/---
arm_enum! {
    pub enum ProvisioningState {
        Accepted => "Accepted",
        Canceled => "Canceled",
        Creating => "Creating",
        Deleting => "Deleting",
        Failed => "Failed",
        Succeeded => "Succeeded",
        Updating => "Updating",
    }
}

impl ProvisioningState {
    pub fn is_terminal(&self) -> bool {
        match self {
            Self::Succeeded | Self::Failed | Self::Canceled => true,
            Self::Other(value) => value.eq_ignore_ascii_case("cancelled"),
            _ => false,
        }
    }
}

arm_enum! {
    pub enum PublicNetworkAccess {
        Disabled => "Disabled",
        Enabled => "Enabled",
    }
}

arm_enum! {
    pub enum ConfigurationStoreSku {
        Developer => "developer",
        Free => "free",
        Premium => "premium",
        Standard => "standard",
    }
}

arm_enum! {
    pub enum CreateMode {
        Default => "Default",
        Recover => "Recover",
    }
}

arm_enum! {
    pub enum AuthenticationMode {
        Local => "Local",
        PassThrough => "Pass-through",
    }
}

arm_enum! {
    pub enum PrivateLinkDelegation {
        Disabled => "Disabled",
        Enabled => "Enabled",
    }
}

arm_enum! {
    pub enum ReplicationProtectedItemHealth {
        Critical => "Critical",
        None => "None",
        Normal => "Normal",
        Warning => "Warning",
    }
}

arm_enum! {
    pub enum SetMultiVmSyncStatus {
        Disable => "Disable",
        Enable => "Enable",
    }
}

#[cfg(test)]
mod tests {
    use super::*;

    #[test]
    fn test_parse_is_case_insensitive() {
        assert_eq!(ProvisioningState::from("succeeded"), ProvisioningState::Succeeded);
        assert_eq!(ProvisioningState::from("SUCCEEDED"), ProvisioningState::Succeeded);
        assert_eq!(
            "pass-through".parse::<AuthenticationMode>().unwrap(),
            AuthenticationMode::PassThrough
        );
    }

    #[test]
    fn test_unknown_values_are_kept() {
        let state = ProvisioningState::from("Migrating");
        assert_eq!(state, ProvisioningState::Other("Migrating".to_string()));
        assert_eq!(state.as_str(), "Migrating");
        assert!(!state.is_terminal());
    }

    #[test]
    fn test_terminal_states() {
        assert!(ProvisioningState::Succeeded.is_terminal());
        assert!(ProvisioningState::Failed.is_terminal());
        assert!(ProvisioningState::Canceled.is_terminal());
        assert!(ProvisioningState::from("Cancelled").is_terminal());
        assert!(!ProvisioningState::Creating.is_terminal());
    }

    #[test]
    fn test_serde_uses_canonical_casing() {
        let sku: ConfigurationStoreSku = serde_json::from_str(r#""Standard""#).unwrap();
        assert_eq!(sku, ConfigurationStoreSku::Standard);
        assert_eq!(serde_json::to_string(&sku).unwrap(), r#""standard""#);
    }

    #[test]
    fn test_possible_values() {
        assert_eq!(PublicNetworkAccess::possible_values(), &["Disabled", "Enabled"]);
        assert_eq!(ConfigurationStoreSku::possible_values().len(), 4);
    }
}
\---
■ WHAT THIS TASK INVOLVES ■
Return each entry above exactly, leaving none out.

■ ANSWER SECTION ■
arm_enum! {
    pub enum ProvisioningState {
        Accepted => "Accepted",
        Canceled => "Canceled",
        Creating => "Creating",
        Deleting => "Deleting",
        Failed => "Failed",
        Succeeded => "Succeeded",
        Updating => "Updating",
    }
}

impl ProvisioningState {
    pub fn is_terminal(&self) -> bool {
        match self {
            Self::Succeeded | Self::Failed | Self::Canceled => true,
            Self::Other(value) => value.eq_ignore_ascii_case("cancelled"),
            _ => false,
        }
    }
}

arm_enum! {
    pub enum PublicNetworkAccess {
        Disabled => "Disabled",
        Enabled => "Enabled",
    }
}

arm_enum! {
    pub enum ConfigurationStoreSku {
        Developer => "developer",
        Free => "free",
        Premium => "premium",
        Standard => "standard",
    }
}

arm_enum! {
    pub enum CreateMode {
        Default => "Default",
        Recover => "Recover",
    }
}

arm_enum! {
    pub enum AuthenticationMode {
        Local => "Local",
        PassThrough => "Pass-through",
    }
}

arm_enum! {
    pub enum PrivateLinkDelegation {
        Disabled => "Disabled",
        Enabled => "Enabled",
    }
}

arm_enum! {
    pub enum ReplicationProtectedItemHealth {
        Critical => "Critical",
        None => "None",
        Normal => "Normal",
        Warning => "Warning",
    }
}

arm_enum! {
    pub enum SetMultiVmSyncStatus {
        Disable => "Disable",
        Enable => "Enable",
    }
}

#[cfg(test)]
mod tests {
    use super::*;

    #[test]
    fn test_parse_is_case_insensitive() {
        assert_eq!(ProvisioningState::from("succeeded"), ProvisioningState::Succeeded);
        assert_eq!(ProvisioningState::from("SUCCEEDED"), ProvisioningState::Succeeded);
        assert_eq!(
            "pass-through".parse::<AuthenticationMode>().unwrap(),
            AuthenticationMode::PassThrough
        );
    }

    #[test]
    fn test_unknown_values_are_kept() {
        let state = ProvisioningState::from("Migrating");
        assert_eq!(state, ProvisioningState::Other("Migrating".to_string()));
        assert_eq!(state.as_str(), "Migrating");
        assert!(!state.is_terminal());
    }

    #[test]
    fn test_terminal_states() {
        assert!(ProvisioningState::Succeeded.is_terminal());
        assert!(ProvisioningState::Failed.is_terminal());
        assert!(ProvisioningState::Canceled.is_terminal());
        assert!(ProvisioningState::from("Cancelled").is_terminal());
        assert!(!ProvisioningState::Creating.is_terminal());
    }

    #[test]
    fn test_serde_uses_canonical_casing() {
        let sku: ConfigurationStoreSku = serde_json::from_str(r#""Standard""#).unwrap();
        assert_eq!(sku, ConfigurationStoreSku::Standard);
        assert_eq!(serde_json::to_string(&sku).unwrap(), r#""standard""#);
    }

    #[test]
    fn test_possible_values() {
        assert_eq!(PublicNetworkAccess::possible_values(), &["Disabled", "Enabled"]);
        assert_eq!(ConfigurationStoreSku::possible_values().len(), 4);
    }
}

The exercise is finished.